ALBANY, GA (WALB) - As the cost of higher education gets higher, financial aid changes that went into effect Tuesday could help ease the burden.
One major change will significantly reduce interest rates on unconsolidated student loans. If the loans were issued before July 1st 2006, rates will drop from 6.62-percent to 4.21-percent for the in-school and grace period.
Students who already graduated and are still in the six-month grace period can lock in a rate of 3.61-percent. The pell grant will also increase by $421.
"It makes a huge difference. Every penny does. That $421 can make a huge difference as the cost of education has increased across the board," said Albany State University Director of Financial Aid Thomas Harris, Jr.
Under new rules, students can also borrow more for Stafford loans. There are also new incentives for parents who take out PLUS loans. Payments can now be deferred until after the student graduates.
Students who have trouble paying for college may be more likely to drop out. A new report says Georgia has too many college dropouts. The Southern Regional Education Board says Georgia needs to work harder to raise college graduation rates.
Even though Georgia high school graduates enter college at a higher rate than the national average, less than 50-percent of them graduate from four-year schools within six years. That's below the national average of 55-percent.

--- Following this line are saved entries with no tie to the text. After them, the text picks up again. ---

//! Colored terminal output utilities.

use console::{Style, Term};

/// Terminal output formatter.
///
/// Messages go to stderr; command results go to stdout via [`Output::data`].
pub(crate) struct Output {
    term: Term,
    out: Term,
    green: Style,
    yellow: Style,
    red: Style,
    dim: Style,
}

impl Output {
    /// Create a new output formatter.
    #[must_use]
    pub(crate) fn new() -> Self {
        Self {
            term: Term::stderr(),
            out: Term::stdout(),
            green: Style::new().green(),
            yellow: Style::new().yellow(),
            red: Style::new().red(),
            dim: Style::new().dim(),
        }
    }

    /// Print an info message.
    pub(crate) fn info(&self, msg: &str) {
        let _ = self.term.write_line(msg);
    }

    /// Print a success message (green).
    pub(crate) fn success(&self, msg: &str) {
        let _ = self.term.write_line(&self.green.apply_to(msg).to_string());
    }

    /// Print a warning message (yellow).
    pub(crate) fn warning(&self, msg: &str) {
        let _ = self.term.write_line(&self.yellow.apply_to(msg).to_string());
    }

    /// Print an error message (red).
    pub(crate) fn error(&self, msg: &str) {
        let _ = self.term.write_line(&self.red.apply_to(msg).to_string());
    }

    /// Print a de-emphasized message.
    pub(crate) fn muted(&self, msg: &str) {
        let _ = self.term.write_line(&self.dim.apply_to(msg).to_string());
    }

    /// Write command output to stdout without a trailing newline.
    pub(crate) fn data(&self, content: &str) {
        let _ = self.out.write_str(content);
    }

    /// Write a line of command output to stdout.
    pub(crate) fn data_line(&self, line: &str) {
        let _ = self.out.write_line(line);
    }
}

Albany State University has seen a 17-percent increase in graduates in two years but administrators say they want to do even better. "College graduation rates are never good enough. Every student that comes to college in the state of Georgia or any other state should have a reasonable expectation that they will graduate, so every school has to do more," said ASU Assistant VP For Academic Affairs Dr. Ruth Salter.
The study also found that the proportion of children from low-income households has increased in Georgia. The good news is that those children have shown an increase in academic achievement.